Processing of influenza RdRP

The 3D reconstruction of influenza RdRP tetramer and dimer was described previously (Chang et al. 2015). The RdRP dataset from the previous work was used in this study. Each raw particle image containing a tetramer has a pixel size of 1.32 Å and a dimension of 256 pixels. Two RdRP dimer particles were segmented and re-windowed from each raw tetramer particle image with a box size of 180 pixels. Therefore, the particle number of RdRP dimer was doubled after segmentation from the tetramers. The segmented RdRP dimer particles were subsequently used for 2D classification and 3D refinement analysis. As a control, we also generated dimer sub-particles with relion_project and performed 3D auto-refinement with all of the dimer sub-particles.
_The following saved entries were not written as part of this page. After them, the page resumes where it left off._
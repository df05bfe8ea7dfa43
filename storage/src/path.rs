//! Path handling.
//!
//! Every path handed to a [`crate::FileSystem`] goes through [`resolve`]
//! first, so file systems only ever see absolute, normalised paths.

use alloc::string::String;
use alloc::vec::Vec;

use crate::vfs::{MAX_NAME_LEN, MAX_PATH_LEN};
use crate::StorageError;

/// Whether `path` names a device (`con:`, `lhd0:`) rather than a file.
pub fn is_device(path: &str) -> bool {
    match path.find(':') {
        Some(colon) => !path[..colon].contains('/') && colon > 0,
        None => false,
    }
}

/// Resolve `path` against the working directory `cwd`.
///
/// `.` and empty components are dropped, `..` climbs one level and
/// stops at the root. Device names are returned unchanged.
pub fn resolve(cwd: &str, path: &str) -> Result<String, StorageError> {
    if path.is_empty() {
        return Err(StorageError::InvalidPath);
    }
    if path.len() > MAX_PATH_LEN {
        return Err(StorageError::NameTooLong);
    }
    if is_device(path) {
        return Ok(String::from(path));
    }

    let mut parts: Vec<&str> = Vec::new();
    let joined = if path.starts_with('/') {
        None
    } else {
        Some(cwd)
    };

    for component in joined
        .into_iter()
        .flat_map(|c| c.split('/'))
        .chain(path.split('/'))
    {
        match component {
            "" | "." => {}
            ".." => {
                parts.pop();
            }
            name => {
                if name.len() > MAX_NAME_LEN {
                    return Err(StorageError::NameTooLong);
                }
                parts.push(name);
            }
        }
    }

    let mut out = String::with_capacity(path.len() + cwd.len() + 1);
    for part in &parts {
        out.push('/');
        out.push_str(part);
    }
    if out.is_empty() {
        out.push('/');
    }
    if out.len() > MAX_PATH_LEN {
        return Err(StorageError::NameTooLong);
    }
    Ok(out)
}

/// Split a normalised absolute path into (parent, final component).
///
/// The root has no final component and yields `("/", "")`.
pub fn split_parent(path: &str) -> (&str, &str) {
    match path.rfind('/') {
        Some(0) => ("/", &path[1..]),
        Some(idx) => (&path[..idx], &path[idx + 1..]),
        None => ("/", path),
    }
}
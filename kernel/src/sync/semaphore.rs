//! Counting semaphore.

use alloc::sync::Arc;

use super::{SpinLock, WaitChannel};
use crate::thread::Scheduler;

/// Counting semaphore. `p` sleeps while the count is zero; `v` never blocks.
///
/// Waiters are not served in any particular order.
pub struct Semaphore {
    name: &'static str,
    count: SpinLock<u32>,
    wchan: WaitChannel,
}

impl Semaphore {
    /// Create a semaphore with an initial count.
    pub fn new(name: &'static str, count: u32, sched: Arc<dyn Scheduler>) -> Self {
        Self {
            name,
            count: SpinLock::new(count),
            wchan: WaitChannel::new(name, sched),
        }
    }

    /// Semaphore name.
    pub fn name(&self) -> &'static str {
        self.name
    }

    /// Decrement, sleeping while the count is zero.
    ///
    /// # Panics
    ///
    /// Panics in interrupt context.
    pub fn p(&self) {
        assert!(
            !self.wchan.scheduler().in_interrupt(),
            "semaphore {}: P in interrupt context",
            self.name
        );

        let mut count = self.count.lock();
        while *count == 0 {
            count = self.wchan.sleep(&self.count, count);
        }
        *count -= 1;
    }

    /// Increment and wake one sleeper.
    pub fn v(&self) {
        let mut count = self.count.lock();
        *count = count
            .checked_add(1)
            .unwrap_or_else(|| panic!("semaphore {}: count overflow", self.name));
        self.wchan.wake_one();
    }

    /// Current count.
    pub fn count(&self) -> u32 {
        *self.count.lock()
    }
}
Processing of 70S ribosome

We used a cryo-EM dataset of 70S ribosome comprising 68,543 particle images with box size of 280 pixels and a pixel size of 1.32 Å from Prof. Ning Gao’s group. These micrographs were taken from a Titan Krios microscope equipped with a Gatan K2-Summit electron counting camera. We firstly reconstructed a 3D volume of the entire 70S ribosome following the conventional way. This 3D reconstruction was further refined with a local angular search range of 15°, during which a 30S or 50S mask was applied, resulting in the 3D map of 30S or 50S subunit, respectively. We then segmented the 30S subunit from the dataset with a box size of 280 pixels by subtracting the 50S subunit with the segmentation algorithm. The segmented 30S particles were subjected to 2D classification to select good particles for further 3D auto-refinement. The 50S subunit was subsequently segmented from the 70S ribosome images by subtracting the 30S signal using the segmentation algorithm. The segmented 50S subunit images were then refined to reconstruct a 3D volume. As a control, we also generated 30S or 50S sub-particles with relion_project and performed 3D auto-refinement with these sub-particles. The rotating angles between segmented 30S and 50S subunits were calculated with a program CompareDataStars_data.py written with EMAN2 package.

Other procedures

The micrograph of 20S particle was obtained as described in our previous paper (Zhou et al. 2015). 2D classification, 3D reconstruction, and auto-refinement were performed with RELION 1.3. CTF parameters were determined with CTFFIND3 (Mindell and Grigorieff 2003). Reconstruction resolution was estimated with high-frequency noise substituted gold-standard FSC (Scheres and Chen 2012; Chen et al. 2013). Local resolution was calculated with ResMap (Kucukelbir et al. 2014). Corresponding masks were also applied during the 3D auto-refinement of the segmented particles if not particularly indicated. 3D volume segmentation and atomic model docking were performed with UCSF Chimera (Pettersen et al. 2004). The 3D refinements mentioned above are summarized in Table 2.